When we are looking at genetic relationships, there are also many ways we can measure them. Ultimately, we want the testing company to tell us how likely it is that a particular individual shares a single, recent common ancestor with us. One factor in this calculation is to take into account the total amount of DNA we share with that match. Currently, all the testing companies are reporting this sum in centimorgans (cMs).  Every company reports to you the total number of shared cMs, as outlined below. 

AncestryDNA: Click on the match to access the personal profile page for that match.  In the second section, under Predicted Relationship, you will see the confidence level. To the right of the confidence level you will see a grey circle with a little “i” in it. Clicking there will show you the total amount of shared cMs as well as how many pieces of DNA you share. 

Family Tree DNA: On the main match page for your Family Finder results, you will see the total amount of shared cMs in the third column. 

23andMe: You can see the percentage of shared DNA from the main DNA Relatives home page. To convert the percentage into centimorgans, just multiply your percentage by 68 (that will at least get you close). You can also see total shared cMs in the chromosome browser tool (go to Tools<DNA Relatives<DNA). 

MyHeritageDNA: The total amount of shared DNA is shown on the main match page under the title Match Quality

It is very tempting to think of a cM just like you would think of an inch or a centimeter, and for all practical purposes, that is ok. But it is actually much more complicated than that. A cM is a actually more like a crystal ball, it is there to help us predict how likely it is that the piece of DNA we are looking at looks exactly like it does right now a generation ago. This in turn helps us calculate how far back we should be looking for the common ancestor between two people. 
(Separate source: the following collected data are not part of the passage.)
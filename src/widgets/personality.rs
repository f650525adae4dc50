//! Driving-personality badge.
//!
//! After a change the profile name is shown, then cross-fades into the
//! profile icon. Opacities come from [`PersonalityFade`](crate::animations::PersonalityFade).

use crate::animations::BadgeOpacity;
use crate::assets::AssetId;
use crate::colors::{TRANSPARENT, WHITE};
use crate::layout::personality_center;
use crate::personality::Personality;
use crate::scene::{Layer, Scene, TextAlign};

use super::primitives::{draw_icon, draw_text};

pub fn draw_personality(
    scene: &mut Scene,
    profile: Personality,
    opacity: BadgeOpacity,
    rhd: bool,
    mute_dm: bool,
    width: f32,
    height: f32,
) {
    let c = personality_center(width, height, rhd, mute_dm);
    if opacity.text > 0.0 {
        draw_text(scene, Layer::Personality, profile.label(), c, 50.0, WHITE.scale_alpha(opacity.text), TextAlign::Center);
    }
    if opacity.icon > 0.0 {
        draw_icon(scene, Layer::Personality, AssetId::Personality(profile), c, TRANSPARENT, opacity.icon);
    }
}

#[cfg(test)]
mod tests {
    use super::*;

    #[test]
    fn test_text_only_right_after_change() {
        let mut scene = Scene::new(2100, 1020);
        let o = BadgeOpacity { text: 1.0, icon: 0.0 };
        draw_personality(&mut scene, Personality::Relaxed, o, false, false, 2100.0, 1020.0);
        let texts: Vec<_> = scene.texts(Layer::Personality).collect();
        assert_eq!(texts.len(), 1);
        assert_eq!(texts[0].text, "Relaxed");
        assert_eq!(scene.images(Layer::Personality).count(), 0);
    }

    #[test]
    fn test_cross_fade_draws_both() {
        let mut scene = Scene::new(2100, 1020);
        let o = BadgeOpacity { text: 0.5, icon: 0.5 };
        draw_personality(&mut scene, Personality::Standard, o, false, false, 2100.0, 1020.0);
        let text = scene.texts(Layer::Personality).next().expect("text");
        assert!((127..=128).contains(&text.color.a));
        let icon = scene.images(Layer::Personality).next().expect("icon");
        assert_eq!(icon.id, AssetId::Personality(Personality::Standard));
    }
}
But for our practical purposes, you can use the total amount of shared DNA, in combination with this chart compiled by Blaine Bettinger and the shared cM project, to better assess your genealogical relationship with your match based on your genetics. To use the chart, take the total amount of shared DNA you have with a match, and look up that number in the chart to get an idea of what kind of genealogical relationship might best fit the genetics that you see. For example, if I share 90 cM with my match, we might be 3rd cousins. But we might also be second cousins two times removed. How do you figure out which one? Simply put: DO GENEALOGY! 

I know this science stuff isn’t everyone’s favorite topic, but I do hope you can see by understanding it all just a little bit better you are more likely to have the tools you need to put your genetics to work in solving your family history mysteries.